Monday, March 17, 2008

Om Mani Padme Hum

I’m cool; I’m cool. It just takes a while to get over it, that’s all. Not that I can ever get over it. But at some point you have to just write it off, let it go, and get on with life.

This past week hasn’t been a particularly good one. I’m used to the ‘being sick’ part, and as ‘being sick’ goes, this last week has been pretty good. I’m starting to see light at the end of the tunnel. Then again, being the pessimist that I am because I like being right, I realize that the light at the end of the tunnel may just well be a train! But I keep hoping.

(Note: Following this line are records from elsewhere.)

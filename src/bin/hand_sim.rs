//! Desktop simulation of the hand cycle.
//!
//! Runs the sequencer against a scripted rig: a background thread plays the
//! limit switch (firing a few hundred milliseconds into each homing run),
//! while the presence and range sensors follow a timeline in which a person
//! walks up, reaches in, and takes the item twice.
//!
//! Run with:
//!
//! ```sh
//! RUST_LOG=debug cargo run --features sim --bin hand_sim
//! ```

use std::thread;
use std::time::Duration;

use anyhow::Result;

use helping_hand::hal::{MockPresence, MockRange, MockStepper, SharedLimitSwitch, SystemClock};
use helping_hand::{Config, Clock, DeviceConfig, HandConfig, HandSequencer};

/// How long the simulated carriage takes to reach the switch.
const HOMING_TRAVEL_MS: u64 = 300;

/// Control loop cadence.
const LOOP_PERIOD_MS: u64 = 10;

fn main() -> Result<()> {
    env_logger::init();

    let config = Config::default()
        .with_device(DeviceConfig::default().with_name("sim-rig"))
        .with_hand(
            // Short phases so a full run fits in a few seconds.
            HandConfig::default()
                .with_reach_timeout_ms(1_500)
                .with_hand_up_delay_ms(500),
        );

    let limit = SharedLimitSwitch::new();
    let trigger = limit.trigger_handle();

    // The "switch side" of the rig: whenever the sequencer arms the latch,
    // wait out the homing travel and fire the edge.
    thread::spawn(move || loop {
        if trigger.is_armed() {
            thread::sleep(Duration::from_millis(HOMING_TRAVEL_MS));
            trigger.fire();
        }
        thread::sleep(Duration::from_millis(20));
    });

    let mut presence = MockPresence::new();
    presence.set_level(true);

    let mut range = MockRange::new();
    // First visitor: walks up, hand closes in past the 25cm threshold.
    range.queue_samples(&[80.0, 55.0, 40.0, 31.0, 24.0]);
    // Second visitor: sensor drops out once, then they reach in.
    range.queue_no_echo();
    range.queue_samples(&[60.0, 30.0, 12.0]);
    range.set_fallback(Some(90.0));

    let mut seq = HandSequencer::new(MockStepper::new(), limit, presence, range, config);

    let clock = SystemClock::new();
    println!("hand_sim: running until two give-cycles complete");

    while seq.cycles_completed() < 2 {
        if let Some(transition) = seq.step(clock.now_ms()).expect("mock stepper is infallible") {
            let snapshot = seq.state_snapshot(clock.now_ms());
            println!(
                "t={:>6}ms {:<10} -> {:<12} pos={:<5} range={:?}",
                clock.now_ms(),
                transition.as_str(),
                snapshot.state.as_str(),
                snapshot.position,
                snapshot.last_distance_cm,
            );
        }
        thread::sleep(Duration::from_millis(LOOP_PERIOD_MS));
    }

    println!(
        "hand_sim: done after {} cycles in {}ms",
        seq.cycles_completed(),
        clock.now_ms(),
    );
    Ok(())
}
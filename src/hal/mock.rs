//! Mock implementations for testing without hardware.
//!
//! This module provides test doubles for every hardware trait, enabling
//! development and testing on desktop without a physical rig.
//!
//! # Available Mocks
//!
//! | Mock | Trait | Purpose |
//! |------|-------|---------|
//! | [`MockStepper`] | [`StepperDriver`] | Journals calls, steps per poll |
//! | [`MockLimitSwitch`] | [`LimitSwitch`] | Manual or scheduled one-shot trips |
//! | [`MockPresence`] | [`PresenceSensor`] | Scripted level sequence |
//! | [`MockRange`] | [`RangeSensor`] | Scripted sample queue |
//! | [`MockClock`] | [`Clock`] | Controllable time source |
//!
//! # Example
//!
//! ```rust
//! use helping_hand::{Config, HandSequencer, MachineState};
//! use helping_hand::hal::{MockLimitSwitch, MockPresence, MockRange, MockStepper};
//!
//! let mut seq = HandSequencer::new(
//!     MockStepper::new(),
//!     MockLimitSwitch::new().with_trip_after(3),
//!     MockPresence::new(),
//!     MockRange::new(),
//!     Config::default(),
//! );
//!
//! // The switch fires on the third latch poll, mid-homing.
//! seq.step(0).unwrap();
//! assert_eq!(seq.machine_state(), MachineState::Ready);
//! ```
//!
//! [`StepperDriver`]: crate::traits::StepperDriver
//! [`LimitSwitch`]: crate::traits::LimitSwitch
//! [`PresenceSensor`]: crate::traits::PresenceSensor
//! [`RangeSensor`]: crate::traits::RangeSensor
//! [`Clock`]: crate::traits::Clock

use crate::traits::{Clock, LimitSwitch, PresenceSensor, RangeSensor, StepperDriver, TriggerEdge};

extern crate alloc;
use alloc::vec::Vec;

// ============================================================================
// Stepper Mock
// ============================================================================

/// A stepper driver call, as journaled by [`MockStepper`].
///
/// `run` polls are not journaled; they would swamp the record.
#[derive(Clone, Copy, Debug, PartialEq)]
pub enum StepperCall {
    /// `set_max_speed` with the given steps/second.
    SetMaxSpeed(f32),
    /// `set_acceleration` with the given steps/second².
    SetAcceleration(f32),
    /// `move_to` with the given absolute target.
    MoveTo(i64),
    /// `stop`.
    Stop,
    /// `set_current_position` with the given position.
    SetCurrentPosition(i64),
}
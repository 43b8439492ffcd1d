//! XAdES signature-policy `NoticeRef` value type.
//!
//! A [`NoticeReference`] points at a notice text published by an
//! organization, optionally parameterized by an ordered list of notice
//! numbers. The crate holds and validates the value and maps it to and from
//! the JSON element form; XML processing and signing stay with the caller.
//!
#![deny(missing_docs)]

/// The notice reference value type.
pub mod notice_ref;
/// Validation errors and shared rules.
pub mod validation;
/// JSON element mapping.
pub mod wire;

pub use notice_ref::NoticeReference;
pub use validation::{require_organization, ValidationError, ORGANIZATION_FIELD};
pub use wire::{NoticeRefElement, WireError};
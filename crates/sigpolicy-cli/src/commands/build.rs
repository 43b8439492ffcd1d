//! Build command implementation.

use sigpolicy_notice::NoticeReference;

pub fn run(
    organization: Option<String>,
    numbers: Vec<i32>,
    pretty: bool,
) -> Result<(), Box<dyn std::error::Error>> {
    let mut notice = NoticeReference::with_organization(organization);
    for number in numbers {
        notice.add_notice_number(number);
    }

    if !notice.is_valid() {
        for err in notice.validate() {
            eprintln!("Warning: {}", err);
        }
    }

    let json = if pretty {
        notice.to_json_pretty()?
    } else {
        notice.to_json()?
    };
    println!("{}", json);
    Ok(())
}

This past week has been pretty bad due to the actions of my fellow humans. I’d like to describe just one incident from last week, if I may.

Like a lot of people, I needed to obtain a loan to purchase my current vehicle. At the same time, I took out a Death and Disability insurance policy on the loan. If I die, the kids get my vehicle free and clear. It’s while I’m disabled that things get sticky. Insurance companies don’t like to pay off on policies.

Late last month I got a nasty letter saying, “Since you haven’t seen fit to fill out the form we sent you and return it to us, we’re going to terminate your policy in two weeks.” I called and responded that I’d be happy to fill out their form; they just have to send me one! I haven’t received any mail from them until the nasty-gram. They said they’d send another one out right away.

Ten days later I was still waiting for the USPS to “deliver de letter, de sooner de better!” (It still hasn’t gotten here. I mean Minneapolis isn’t THAT far away.)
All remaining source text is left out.